G21 — One-shot deep compare & CLI usability

Type: Workflow/UX plan; tracked by the planned usecase-registry.yaml entry UC-WF-oneshot-deep under gap G21. Effort: M (depth presets + auto-discovery) · Risk: low — presets ride on the existing --collect-mode machinery; no new analysis engine. Motivation: the oneDAL field evaluation (2026-06) — see Background.

Problem

abicheck's CLI exposes its internal pipeline architecture as the user interface. The data flow is dump → collect → merge → compare (L0→L5), and to get deep evidence a user must run all four stages by hand. The oneDAL eval hit exactly this: the L0 verdict was defensible but confidence: low (the runtime package shipped no headers/DWARF), and reaching high-confidence L4/L5 evidence took six manual stages plus a hand-synthesized compile DB.
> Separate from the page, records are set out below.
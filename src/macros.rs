pub use enclose::*;

/// Builds a type member closure, optionally cloning captures first.
///
/// ```ignore
/// TypeDef::new("Counter").member("increment", member!((count) this, args => {
///     count.update(|c| *c += 1);
///     Ok(None)
/// }))
/// ```
#[macro_export]
macro_rules! member {
    (( $($d_tt:tt)* ) $this:ident, $args:ident => $($b:tt)*) => {
        $crate::macros::enclose!(($( $d_tt )*) move |$this: &$crate::Instance, $args: &$crate::Args| -> $crate::Result<$crate::Output> { $($b)* })
    };
    ($this:ident, $args:ident => $($b:tt)*) => {
        move |$this: &$crate::Instance, $args: &$crate::Args| -> $crate::Result<$crate::Output> { $($b)* }
    };
}

/// `bind!(target, source)` binds two-way with the identity template,
/// `bind!(target, source, to_target)` one way, and
/// `bind!(target, source, to_target, to_source)` two way.
#[macro_export]
macro_rules! bind {
    ($target:expr, $source:expr $(,)?) => {
        $crate::bind($target, &$source)
    };
    ($target:expr, $source:expr, $to_target:expr $(,)?) => {
        $crate::bind_with($target, &$source, $crate::Template::one_way($to_target))
    };
    ($target:expr, $source:expr, $to_target:expr, $to_source:expr $(,)?) => {
        $crate::bind_with(
            $target,
            &$source,
            $crate::Template::two_way($to_target, $to_source),
        )
    };
}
Structural picture (measured 2026-06): 394 options across 31 commands; compare alone has 62, compat check 75, dump 39, collect 32. Five commands (compare, compat check, appcompat, compare-release, plugin-check) all emit a verdict and differ only by operand, which is where most option duplication comes from. --help is a flat, ungrouped list.
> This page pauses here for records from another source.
//! Named types composed from other named types.
//!
//! A type lists the traits it composes and its own members. Composition is
//! flat: at definition time the members of each trait are merged in listed
//! order, then the type's own members on top. A later provider of a member
//! name wins and the override is recorded as a [`Collision`].

use std::any::Any;
use std::cell::RefCell;
use std::fmt::Debug;
use std::rc::Rc;

use fxhash::{FxHashMap, FxHashSet};

use crate::error::{Error, Result};

/// Arguments passed to members and constructors.
pub type Args = [Rc<dyn Any>];

/// What a member returns. `None` when it has nothing to say.
pub type Output = Option<Rc<dyn Any>>;

pub type Member = Rc<dyn Fn(&Instance, &Args) -> Result<Output>>;
pub type Constructor = Rc<dyn Fn(&Instance, &Args) -> Result<()>>;

/// What to do when a name is defined twice.
#[derive(Clone, Copy, PartialEq, Eq, Debug, Default)]
pub enum Redefine {
	#[default]
	Reject,
	Overwrite,
}

/// Definition of a type, handed to [`Registry::define`].
pub struct TypeDef {
	name: String,
	traits: Vec<String>,
	members: Vec<(String, Member)>,
	constructor: Option<Constructor>,
}

impl TypeDef {
	pub fn new(name: impl Into<String>) -> Self {
		TypeDef {
			name: name.into(),
			traits: Vec::new(),
			members: Vec::new(),
			constructor: None,
		}
	}

	pub fn compose<S: Into<String>>(mut self, traits: impl IntoIterator<Item = S>) -> Self {
		self.traits.extend(traits.into_iter().map(Into::into));
		self
	}

	pub fn member(
		mut self,
		name: impl Into<String>,
		member: impl Fn(&Instance, &Args) -> Result<Output> + 'static,
	) -> Self {
		self.members.push((name.into(), Rc::new(member)));
		self
	}

	pub fn constructor(mut self, ctor: impl Fn(&Instance, &Args) -> Result<()> + 'static) -> Self {
		self.constructor = Some(Rc::new(ctor));
		self
	}
}

/// A member name provided by more than one source.
#[derive(Clone, PartialEq, Eq, Debug)]
pub struct Collision {
	pub member: String,
	pub overridden: String,
	pub winner: String,
}

pub struct TypeDescriptor {
	name: String,
	traits: Vec<String>,
	// Every type this one composes, directly or not, plus itself.
	lineage: FxHashSet<String>,
	members: FxHashMap<String, (Rc<str>, Member)>,
	constructor: Option<Constructor>,
	trait_constructors: FxHashMap<String, Constructor>,
	collisions: Vec<Collision>,
}

impl TypeDescriptor {
	pub fn name(&self) -> &str {
		&self.name
	}

	/// Directly composed traits, in declaration order.
	pub fn traits(&self) -> &[String] {
		&self.traits
	}

	pub fn implements(&self, name: &str) -> bool {
		self.lineage.contains(name)
	}

	pub fn has_member(&self, name: &str) -> bool {
		self.members.contains_key(name)
	}

	pub fn member_names(&self) -> Vec<&str> {
		let mut names: Vec<&str> = self.members.keys().map(String::as_str).collect();
		names.sort_unstable();
		names
	}

	/// Which type supplied the implementation of `member`.
	pub fn provider(&self, member: &str) -> Option<&str> {
		self.members.get(member).map(|(provider, _)| &**provider)
	}

	pub fn collisions(&self) -> &[Collision] {
		&self.collisions
	}

	pub fn instantiate(self: &Rc<Self>, args: &Args) -> Result<Instance> {
		let instance = Instance {
			body: Rc::new(InstanceBody {
				descriptor: self.clone(),
				slots: RefCell::new(FxHashMap::default()),
			}),
		};

		if let Some(ctor) = &self.constructor {
			ctor(&instance, args)?;
		}

		tracing::trace!(ty = %self.name, "registry: instantiated");
		Ok(instance)
	}
}

impl Debug for TypeDescriptor {
	fn fmt(&self, f: &mut std::fmt::Formatter<'_>) -> std::fmt::Result {
		f.debug_struct("TypeDescriptor")
			.field("name", &self.name)
			.field("traits", &self.traits)
			.field("members", &self.member_names())
			.finish()
	}
}

/// Table of defined types.
#[derive(Default)]
pub struct Registry {
	types: FxHashMap<String, Rc<TypeDescriptor>>,
	redefine: Redefine,
}

impl Registry {
	pub fn new(redefine: Redefine) -> Self {
		Registry {
			types: FxHashMap::default(),
			redefine,
		}
	}

	pub fn redefine_policy(&self) -> Redefine {
		self.redefine
	}

	pub fn contains(&self, name: &str) -> bool {
		self.types.contains_key(name)
	}

	pub fn get(&self, name: &str) -> Result<Rc<TypeDescriptor>> {
		self.types
			.get(name)
			.cloned()
			.ok_or_else(|| Error::UnknownType(name.to_string()))
	}

	pub fn names(&self) -> Vec<&str> {
		let mut names: Vec<&str> = self.types.keys().map(String::as_str).collect();
		names.sort_unstable();
		names
	}

	pub fn define(&mut self, def: TypeDef) -> Result<Rc<TypeDescriptor>> {
		if self.types.contains_key(&def.name) && self.redefine == Redefine::Reject {
			tracing::warn!(ty = %def.name, "registry: rejected redefinition");
			return Err(Error::DuplicateType(def.name));
		}

		let mut merge = Merge::default();
		let mut lineage = FxHashSet::default();
		let mut trait_constructors = FxHashMap::default();

		for trait_name in &def.traits {
			let base = self.get(trait_name)?;
			lineage.extend(base.lineage.iter().cloned());
			trait_constructors.extend(
				base.trait_constructors
					.iter()
					.map(|(name, ctor)| (name.clone(), ctor.clone())),
			);
			if let Some(ctor) = &base.constructor {
				trait_constructors.insert(base.name.clone(), ctor.clone());
			}

			let mut inherited: Vec<_> = base.members.iter().collect();
			inherited.sort_unstable_by(|a, b| a.0.cmp(b.0));
			for (name, (provider, member)) in inherited {
				merge.add(name, provider.clone(), member.clone());
			}
		}

		let own: Rc<str> = Rc::from(def.name.as_str());
		for (name, member) in def.members {
			merge.add(&name, own.clone(), member);
		}

		for collision in &merge.collisions {
			tracing::debug!(
				ty = %def.name,
				member = %collision.member,
				overridden = %collision.overridden,
				winner = %collision.winner,
				"registry: member overridden"
			);
		}

		lineage.insert(def.name.clone());

		let descriptor = Rc::new(TypeDescriptor {
			name: def.name.clone(),
			traits: def.traits,
			lineage,
			members: merge.members,
			constructor: def.constructor,
			trait_constructors,
			collisions: merge.collisions,
		});

		tracing::debug!(ty = %def.name, "registry: defined");
		self.types.insert(def.name, descriptor.clone());
		Ok(descriptor)
	}

	pub fn instantiate(&self, name: &str, args: &Args) -> Result<Instance> {
		self.get(name)?.instantiate(args)
	}
}

#[derive(Default)]
struct Merge {
	members: FxHashMap<String, (Rc<str>, Member)>,
	collisions: Vec<Collision>,
}

impl Merge {
	fn add(&mut self, name: &str, provider: Rc<str>, member: Member) {
		let previous = self
			.members
			.insert(name.to_string(), (provider.clone(), member.clone()));

		if let Some((overridden, prev)) = previous {
			// The same implementation reached through two traits is no conflict.
			if !Rc::ptr_eq(&prev, &member) {
				self.collisions.push(Collision {
					member: name.to_string(),
					overridden: overridden.to_string(),
					winner: provider.to_string(),
				});
			}
		}
	}
}

/// An object built from a [`TypeDescriptor`].
#[derive(Clone)]
pub struct Instance {
	body: Rc<InstanceBody>,
}

struct InstanceBody {
	descriptor: Rc<TypeDescriptor>,
	slots: RefCell<FxHashMap<String, Rc<dyn Any>>>,
}

impl Instance {
	pub fn type_name(&self) -> &str {
		&self.body.descriptor.name
	}

	pub fn descriptor(&self) -> &Rc<TypeDescriptor> {
		&self.body.descriptor
	}

	pub fn implements(&self, name: &str) -> bool {
		self.body.descriptor.implements(name)
	}

	pub fn call(&self, member: &str, args: &Args) -> Result<Output> {
		let member = self
			.body
			.descriptor
			.members
			.get(member)
			.map(|(_, member)| member.clone())
			.ok_or_else(|| Error::UnknownMember {
				ty: self.type_name().to_string(),
				member: member.to_string(),
			})?;

		member(self, args)
	}

	/// Runs the constructor of a composed trait against this instance.
	/// A composed trait without a constructor is a no-op.
	pub fn construct_as(&self, name: &str, args: &Args) -> Result<()> {
		if !self.implements(name) || name == self.type_name() {
			return Err(Error::UnknownType(name.to_string()));
		}

		let ctor = self.body.descriptor.trait_constructors.get(name).cloned();
		match ctor {
			Some(ctor) => ctor(self, args),
			None => Ok(()),
		}
	}

	pub fn slot<T: 'static>(&self, name: &str) -> Option<Rc<T>> {
		let value = self.body.slots.borrow().get(name)?.clone();
		value.downcast::<T>().ok()
	}

	/// A slot holding a handle that converts from `Rc<dyn Any>`, such as a
	/// [`Watch`](crate::Watch).
	pub fn slot_as<W>(&self, name: &str) -> Option<W>
	where
		W: TryFrom<Rc<dyn Any>>,
	{
		let value = self.body.slots.borrow().get(name)?.clone();
		W::try_from(value).ok()
	}

	pub fn set_slot(&self, name: impl Into<String>, value: impl Into<Rc<dyn Any>>) {
		self.body.slots.borrow_mut().insert(name.into(), value.into());
	}

	pub fn store<T: 'static>(&self, name: impl Into<String>, value: T) {
		self.set_slot(name, Rc::new(value) as Rc<dyn Any>);
	}

	pub fn ptr_eq(&self, other: &Instance) -> bool {
		Rc::ptr_eq(&self.body, &other.body)
	}
}

impl Debug for Instance {
	fn fmt(&self, f: &mut std::fmt::Formatter<'_>) -> std::fmt::Result {
		f.debug_struct("Instance")
			.field("type", &self.type_name())
			.finish()
	}
}

/// Fetches argument `index` as a `T`.
pub fn arg<T: 'static>(args: &Args, index: usize) -> Result<Rc<T>> {
	let value = args
		.get(index)
		.ok_or_else(|| Error::argument(index, "missing"))?;
	value
		.clone()
		.downcast::<T>()
		.map_err(|_| Error::argument(index, std::any::type_name::<T>()))
}

/// Fetches argument `index` as a handle such as a [`Watch`](crate::Watch).
pub fn arg_as<W>(args: &Args, index: usize) -> Result<W>
where
	W: TryFrom<Rc<dyn Any>>,
{
	let value = args
		.get(index)
		.ok_or_else(|| Error::argument(index, "missing"))?;
	W::try_from(value.clone()).map_err(|_| Error::argument(index, std::any::type_name::<W>()))
}

#[cfg(test)]
mod tests {
	use std::any::Any;
	use std::rc::Rc;

	use super::{arg, Args, Instance, Output, Redefine, Registry, TypeDef};
	use crate::Error;

	fn label(text: &'static str) -> impl Fn(&Instance, &Args) -> crate::Result<Output> {
		move |_: &Instance, _: &Args| Ok(Some(Rc::new(text) as Rc<dyn Any>))
	}

	fn said(out: Output) -> &'static str {
		*out.unwrap().downcast::<&'static str>().unwrap()
	}

	#[test]
	fn later_traits_win() {
		let mut reg = Registry::default();
		reg.define(TypeDef::new("A").member("name", label("a")).member("only_a", label("a")))
			.unwrap();
		reg.define(TypeDef::new("B").member("name", label("b"))).unwrap();
		let c = reg.define(TypeDef::new("C").compose(["A", "B"])).unwrap();

		let inst = reg.instantiate("C", &[]).unwrap();
		assert_eq!(said(inst.call("name", &[]).unwrap()), "b");
		assert_eq!(said(inst.call("only_a", &[]).unwrap()), "a");
		assert_eq!(c.provider("name"), Some("B"));
		assert_eq!(c.collisions().len(), 1);
		assert_eq!(c.collisions()[0].overridden, "A");
		assert!(inst.implements("A") && inst.implements("B") && inst.implements("C"));
	}

	#[test]
	fn own_members_win_over_traits() {
		let mut reg = Registry::default();
		reg.define(TypeDef::new("A").member("name", label("a"))).unwrap();
		reg.define(TypeDef::new("C").compose(["A"]).member("name", label("c")))
			.unwrap();

		let inst = reg.instantiate("C", &[]).unwrap();
		assert_eq!(said(inst.call("name", &[]).unwrap()), "c");
	}

	#[test]
	fn diamond_is_not_a_collision() {
		let mut reg = Registry::default();
		reg.define(TypeDef::new("Base").member("x", label("base"))).unwrap();
		reg.define(TypeDef::new("L").compose(["Base"])).unwrap();
		reg.define(TypeDef::new("R").compose(["Base"])).unwrap();
		let d = reg.define(TypeDef::new("D").compose(["L", "R"])).unwrap();

		assert!(d.collisions().is_empty());
		assert_eq!(d.provider("x"), Some("Base"));
		assert!(d.implements("Base"));
	}

	#[test]
	fn unknown_and_duplicate_types() {
		let mut reg = Registry::default();
		assert!(matches!(
			reg.define(TypeDef::new("X").compose(["Missing"])),
			Err(Error::UnknownType(name)) if name == "Missing"
		));
		assert!(!reg.contains("X"));
		assert!(matches!(reg.instantiate("X", &[]), Err(Error::UnknownType(_))));

		reg.define(TypeDef::new("X")).unwrap();
		assert!(matches!(
			reg.define(TypeDef::new("X")),
			Err(Error::DuplicateType(name)) if name == "X"
		));
	}

	#[test]
	fn overwrite_policy() {
		let mut reg = Registry::new(Redefine::Overwrite);
		reg.define(TypeDef::new("X").member("v", label("1"))).unwrap();
		let old = reg.instantiate("X", &[]).unwrap();
		reg.define(TypeDef::new("X").member("v", label("2"))).unwrap();

		assert_eq!(said(old.call("v", &[]).unwrap()), "1");
		assert_eq!(said(reg.instantiate("X", &[]).unwrap().call("v", &[]).unwrap()), "2");
	}

	#[test]
	fn constructor_and_trait_constructor() {
		let mut reg = Registry::default();
		reg.define(TypeDef::new("Element").constructor(|this, args| {
			this.store("tag", (*arg::<String>(args, 0)?).clone());
			Ok(())
		}))
		.unwrap();
		reg.define(TypeDef::new("Html").compose(["Element"]).constructor(|this, args| {
			this.construct_as("Element", args)?;
			this.store("ready", true);
			Ok(())
		}))
		.unwrap();

		let args: Vec<Rc<dyn Any>> = vec![Rc::new("div".to_string())];
		let html = reg.instantiate("Html", &args).unwrap();
		assert_eq!(*html.slot::<String>("tag").unwrap(), "div");
		assert_eq!(html.slot::<bool>("ready").as_deref(), Some(&true));
		assert!(html.slot::<u8>("tag").is_none());

		assert!(matches!(
			html.construct_as("Nope", &args),
			Err(Error::UnknownType(_))
		));
		assert!(matches!(
			reg.instantiate("Html", &[]),
			Err(Error::Argument { index: 0, .. })
		));
	}

	#[test]
	fn unknown_member() {
		let mut reg = Registry::default();
		reg.define(TypeDef::new("X")).unwrap();
		let x = reg.instantiate("X", &[]).unwrap();
		assert!(matches!(x.call("nope", &[]), Err(Error::UnknownMember { .. })));
	}
}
Two specific failure modes from the eval:

  • No one-shot path. There is no single command that runs the available tiers and degrades per-tier. (UX-1.)
  • Deep layers succeed-but-empty. collect --source-abi with no L3 build context exits 0 with a buried note. (UX-4. The strict-mode half of this is already fixed — see Background.)

This is an architecture-level UX problem, not a missing flag.
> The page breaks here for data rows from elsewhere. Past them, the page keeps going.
//! Watchable values, collections and keyed objects, an iteration-safe
//! [`Bag`], a binding engine that pushes watchable state into UI accessors,
//! and a registry of named types built by composing other types.
//!
//! Everything here is single-threaded and synchronous: handles are `Rc`
//! based, and observers run inside the call that changed the value.

pub mod macros;

mod bag;
mod binding;
mod context;
mod error;
pub mod json;
mod list;
mod object;
mod observers;
mod registry;
mod watch;

pub use bag::{Bag, Detach, Handle};
pub use binding::{bind, bind_list, bind_with, Binding, ListTarget, Target, Template};
pub use context::{Context, Options};
pub use error::{Error, Result};
pub use list::{Change, ChangeKind, EntryId, Iter, WatchList};
pub use object::WatchObject;
pub use observers::{ObserverFailure, Reporter};
pub use registry::{
	arg, arg_as, Args, Collision, Constructor, Instance, Member, Output, Redefine, Registry,
	TypeDef, TypeDescriptor,
};
pub use watch::{Equality, Toggle, Watch};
Goal & acceptance criteria

  • G21.1 — Depth dial. A single --depth headers|build|graph|source|full (with --max = --depth full), reusing the same vocabulary and mapping as scan --depth (scan_levels.depth_to_method + method_to_collect_mode) so the commands stay consistent. Shipped on dump (the real inline-collection entrypoint) in PR #422. compare gains it via the orchestrator (G21.9) — compare's own --collect-mode does not yet collect from a source tree, so a bare alias there would be cosmetic.
  • G21.2 — Header/source auto-discovery. When -H/sources are not given, look beside each input (sibling include/, source tree, an adjacent compile_commands.json) and report what was found. Compile-DB discovery already exists (buildsource/inline.py:_autodiscover_compile_db, 6 hint dirs); header sibling-path discovery is new.
  • G21.3 — Progressive-disclosure help (collapse M1). rich-click option groups so each big command's --help leads with ~6 Common options. See Option collapsing below.
  • G21.4 — Actionable coverage warnings. confidence.py warnings carry a remediation hint ("no headers/DWARF — pass -H or install the -devel package"), not just the bare condition.
  • G21.5 — Repeatable --gcc-option (cross-platform-correct). Thread the literal tokens as a list to the pure castxml command builder (no shlex.quote/shlex.split string round-trip, which is Windows-broken) so a flag value with spaces survives intact; docs show the two-flag form (--gcc-option=-include --gcc-option="some header.h"). (Reinstated from out-of-scope.)
  • G21.6 — Auto-synthesize a compile_commands.json from discovered headers/sources when none is found, with a clear log line; slots into inline.py:_resolve_compile_db after auto-discovery returns nothing. (Reinstated.)
  • G21.7 — Fail loud on an empty requested layer. Surface an explicitly requested but empty L4/L5 layer via exit code / prominent warning rather than a buried note. The opt-in --collection-mode strict half already does this (shipped in PR #422); this adds a default-visible signal for the inline (dump --sources / a future compare orchestrator) path. Changing the permissive default exit code remains gated on an ADR-028 D3 decision. (Reinstated.)
  • G21.8 — Option collapsing (M1–M6). Reduce the 394-option surface — see the dedicated section below.
  • G21.9 — One-shot deep compare. Shipped (PR #422) as the deep-compare command (abicheck/cli_max.py): it dumps both sides with --sources at the chosen --depth (inline L3–L5 embed) then delegates to compare, propagating its verdict exit code unchanged — the headline "deep compare in one command". P09-honest: sources are explicit (no auto-discovery); a snapshot/JSON input passes through with a warning; --depth headers degrades to a plain compare.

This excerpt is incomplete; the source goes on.